She must wait before she gets dressed since the pain makes this
task too difficult. She normally does not attempt to dress
herself until after breakfast because she would otherwise have to
spend an hour or more doing so. On this point, she mentioned that
she generally dresses two hours after getting up but did not say
how much time she must devote to this task. She also said she
herself does not do any cleaning in the house where she lives
with her sister, who suffers from cerebral palsy, and that a
person she described as a homemaker prepares the meals, does the
housekeeping and maintains the yard. She mentioned, however, that
she occasionally prepares very light meals herself, but when she
does so, she must rest before the meal in order to prevent her
blood pressure from falling.
[8]
The appellant also stated that, as a result of her lack of
energy, she has no ability to socialize and isolates herself a
great deal. She explained that one of the only recreational
activities she can engage in is walking in the woods with her
dog, when her condition permits. Even during these walks, she
explained, she must frequently stop and sit down and often falls
asleep on the spot. She said that she also goes for drives, but
that she must also stop after an hour or two because she is so
tired she has to sleep. These limits imposed on her by her
illness prolong her trips, particularly on her visits to the
doctor, which are numerous according to the statement of the
Régie de l'assurance-maladie du Québec
filed as Exhibit A-2. However, she did not specify how
fast she can walk or the frequency of the breaks she must take
when walking or even whether she must take breaks over short
distances. She explained that it is impossible for her to remain
standing for long periods because of pains in her leg and back.

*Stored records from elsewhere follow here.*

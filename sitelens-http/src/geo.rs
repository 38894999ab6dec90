//! IP geolocation providers for the `Hosting` kind.
//!
//! Both services are keyed by IP address, so each provider first resolves the
//! target host through its own DNS-over-HTTPS resolver. That keeps `Hosting`
//! independent of the `Dns` kind's outcome.

use std::net::IpAddr;
use std::sync::Arc;

use async_trait::async_trait;
use reqwest::Client;
use serde::Deserialize;
use sitelens_core::{
    Field, FieldValue, LensError, LensProvider, NormalizedRecord, Query, QueryKind, RawResponse,
};

use crate::client::{get_json, url_with_segments};
use crate::doh::DohProvider;
use crate::headers::platform_for_host;

/// ipapi.co endpoint; the address and `json/` are appended as path segments.
pub const IPAPI_CO_ENDPOINT: &str = "https://ipapi.co/";
/// ip-api.com endpoint; the address is appended as a path segment.
pub const IP_API_COM_ENDPOINT: &str = "http://ip-api.com/json/";

const IP_API_COM_FIELDS: &str =
    "status,message,country,countryCode,regionName,city,org,as,isp,timezone,query";

const NETWORK_OWNERS: [(&str, &str); 9] = [
    ("AMAZON", "Amazon Web Services (AWS)"),
    ("GOOGLE", "Google Cloud Platform"),
    ("MICROSOFT", "Microsoft Azure"),
    ("CLOUDFLARE", "Cloudflare"),
    ("DIGITALOCEAN", "DigitalOcean"),
    ("LINODE", "Linode"),
    ("VULTR", "Vultr"),
    ("HETZNER", "Hetzner"),
    ("OVH", "OVH"),
];

/// Hosting provider name from the network owner, falling back to well-known
/// hosting domains and then the raw owner string.
#[must_use]
pub fn classify_hosting(org: Option<&str>, host: &str) -> Option<String> {
    if let Some(org) = org {
        let upper = org.to_ascii_uppercase();
        if let Some((_, name)) = NETWORK_OWNERS.iter().find(|(k, _)| upper.contains(k)) {
            return Some((*name).to_string());
        }
    }
    if let Some((platform, _)) = platform_for_host(host) {
        return Some(platform.to_string());
    }
    org.map(str::to_string)
}

/// Provider-independent view of a geolocation answer.
#[derive(Debug, Default)]
struct GeoFields {
    org: Option<String>,
    isp: Option<String>,
    asn: Option<String>,
    city: Option<String>,
    region: Option<String>,
    country: Option<String>,
    country_code: Option<String>,
    timezone: Option<String>,
}

impl GeoFields {
    fn into_record(self, host: &str) -> Result<NormalizedRecord, LensError> {
        let location: Vec<&str> = [&self.city, &self.region, &self.country]
            .into_iter()
            .filter_map(|p| p.as_deref())
            .map(str::trim)
            .filter(|p| !p.is_empty())
            .collect();
        let location = (!location.is_empty()).then(|| location.join(", "));
        let hosting = classify_hosting(self.org.as_deref().or(self.isp.as_deref()), host);

        NormalizedRecord::unknown(QueryKind::Hosting)
            .with(Field::HostingProvider, FieldValue::opt_text(hosting))?
            .with(Field::ServerLocation, FieldValue::opt_text(location))?
            .with(Field::Asn, FieldValue::opt_text(self.asn))?
            .with(Field::Isp, FieldValue::opt_text(self.isp.or(self.org)))?
            .with(Field::Timezone, FieldValue::opt_text(self.timezone))?
            .with(Field::CountryCode, FieldValue::opt_text(self.country_code))
    }
}

async fn target_ip(resolver: &DohProvider, query: &Query) -> Result<IpAddr, LensError> {
    match query.target.host_ip() {
        Some(ip) => Ok(ip),
        None => resolver.resolve_ip(query.host()).await,
    }
}

/// `ipapi.co` JSON document.
#[derive(Debug, Deserialize)]
struct IpapiCoReply {
    #[serde(default)]
    error: bool,
    reason: Option<String>,
    city: Option<String>,
    region: Option<String>,
    country_name: Option<String>,
    country_code: Option<String>,
    timezone: Option<String>,
    asn: Option<String>,
    org: Option<String>,
}

/// Hosting provider backed by ipapi.co.
#[derive(Debug, Clone)]
pub struct IpapiCoProvider {
    endpoint: String,
    client: Client,
    resolver: Arc<DohProvider>,
}

impl IpapiCoProvider {
    /// Provider name.
    pub const NAME: &'static str = "ipapi-co";

    /// Provider using the public endpoint; `resolver` maps hosts to addresses.
    #[must_use]
    pub fn new(client: Client, resolver: Arc<DohProvider>) -> Self {
        Self {
            endpoint: IPAPI_CO_ENDPOINT.to_string(),
            client,
            resolver,
        }
    }

    /// Point this provider at another endpoint.
    #[must_use]
    pub fn with_endpoint(mut self, endpoint: impl Into<String>) -> Self {
        self.endpoint = endpoint.into();
        self
    }
}

#[async_trait]
impl LensProvider for IpapiCoProvider {
    fn name(&self) -> &'static str {
        Self::NAME
    }

    fn vendor(&self) -> &'static str {
        "ipapi.co"
    }

    fn supports_kind(&self, kind: QueryKind) -> bool {
        kind == QueryKind::Hosting
    }

    async fn fetch(&self, query: &Query) -> Result<RawResponse, LensError> {
        let ip = target_ip(&self.resolver, query).await?;
        let ip = ip.to_string();
        let url = url_with_segments(&self.endpoint, &[&ip, "json", ""])?;
        let doc: serde_json::Value = get_json(&self.client, Self::NAME, url, None).await?;
        Ok(RawResponse::Json(doc))
    }

    fn normalize(&self, query: &Query, raw: RawResponse) -> Result<NormalizedRecord, LensError> {
        let reply: IpapiCoReply = serde_json::from_value(raw.into_json(Self::NAME)?)
            .map_err(|e| LensError::malformed(Self::NAME, e.to_string()))?;
        if reply.error {
            let reason = reply.reason.unwrap_or_else(|| "unspecified error".into());
            return Err(LensError::provider(Self::NAME, reason));
        }
        GeoFields {
            isp: reply.org.clone(),
            org: reply.org,
            asn: reply.asn,
            city: reply.city,
            region: reply.region,
            country: reply.country_name,
            country_code: reply.country_code,
            timezone: reply.timezone,
        }
        .into_record(query.host())
    }
}

/// `ip-api.com` JSON document.
#[derive(Debug, Deserialize)]
#[serde(rename_all = "camelCase")]
struct IpApiComReply {
    status: String,
    message: Option<String>,
    country: Option<String>,
    country_code: Option<String>,
    region_name: Option<String>,
    city: Option<String>,
    org: Option<String>,
    #[serde(rename = "as")]
    asn: Option<String>,
    isp: Option<String>,
    timezone: Option<String>,
}

/// Hosting provider backed by ip-api.com.
#[derive(Debug, Clone)]
pub struct IpApiComProvider {
    endpoint: String,
    client: Client,
    resolver: Arc<DohProvider>,
}

impl IpApiComProvider {
    /// Provider name.
    pub const NAME: &'static str = "ip-api-com";

    /// Provider using the public endpoint; `resolver` maps hosts to addresses.
    #[must_use]
    pub fn new(client: Client, resolver: Arc<DohProvider>) -> Self {
        Self {
            endpoint: IP_API_COM_ENDPOINT.to_string(),
            client,
            resolver,
        }
    }

    /// Point this provider at another endpoint.
    #[must_use]
    pub fn with_endpoint(mut self, endpoint: impl Into<String>) -> Self {
        self.endpoint = endpoint.into();
        self
    }
}

#[async_trait]
impl LensProvider for IpApiComProvider {
    fn name(&self) -> &'static str {
        Self::NAME
    }

    fn vendor(&self) -> &'static str {
        "ip-api.com"
    }

    fn supports_kind(&self, kind: QueryKind) -> bool {
        kind == QueryKind::Hosting
    }

    async fn fetch(&self, query: &Query) -> Result<RawResponse, LensError> {
        let ip = target_ip(&self.resolver, query).await?;
        let mut url = url_with_segments(&self.endpoint, &[&ip.to_string()])?;
        url.query_pairs_mut()
            .append_pair("fields", IP_API_COM_FIELDS);
        let doc: serde_json::Value = get_json(&self.client, Self::NAME, url, None).await?;
        Ok(RawResponse::Json(doc))
    }

    fn normalize(&self, query: &Query, raw: RawResponse) -> Result<NormalizedRecord, LensError> {
        let reply: IpApiComReply = serde_json::from_value(raw.into_json(Self::NAME)?)
            .map_err(|e| LensError::malformed(Self::NAME, e.to_string()))?;
        if reply.status != "success" {
            let msg = reply.message.unwrap_or_else(|| reply.status.clone());
            return Err(LensError::provider(Self::NAME, msg));
        }
        GeoFields {
            org: reply.org,
            isp: reply.isp,
            asn: reply.asn,
            city: reply.city,
            region: reply.region_name,
            country: reply.country,
            country_code: reply.country_code,
            timezone: reply.timezone,
        }
        .into_record(query.host())
    }
}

She said that conversing with someone is exhausting because of
the concentration required. She explained she cannot read on
account of memory loss resulting from her illness. As for
television, she said she limits it to watching programs that are
not stressful. She also mentioned that she has to wear tinted
lenses because she is sensitive to light.
[9]
Lastly, she explained that she finds it extremely difficult to do
her shopping herself, since, if she stays in a store for too
long, she suffers back pain, headaches and nausea. For example,
she must return to the store several times in order to buy an
article of clothing. She usually does not do her grocery shopping
herself. She testified that, on one occasion, she chose to do so
in order to immerse herself in society and that the fatigue,
nausea and hot flashes almost forced her to leave her full basket
at the cash.
[10]
She also mentioned that, on some days, she is unable to do
anything at all. However, she did not say how frequently these
days of total inactivity occur.
[11]
At one point, the appellant asked the Court to suspend the
hearing for a few minutes because she was experiencing
pain.
[12]
In cross-examination, the appellant admitted that her symptoms
vary from one day to the next, although she did not explain the
degree of variation or even the proportion of [TRANSLATION]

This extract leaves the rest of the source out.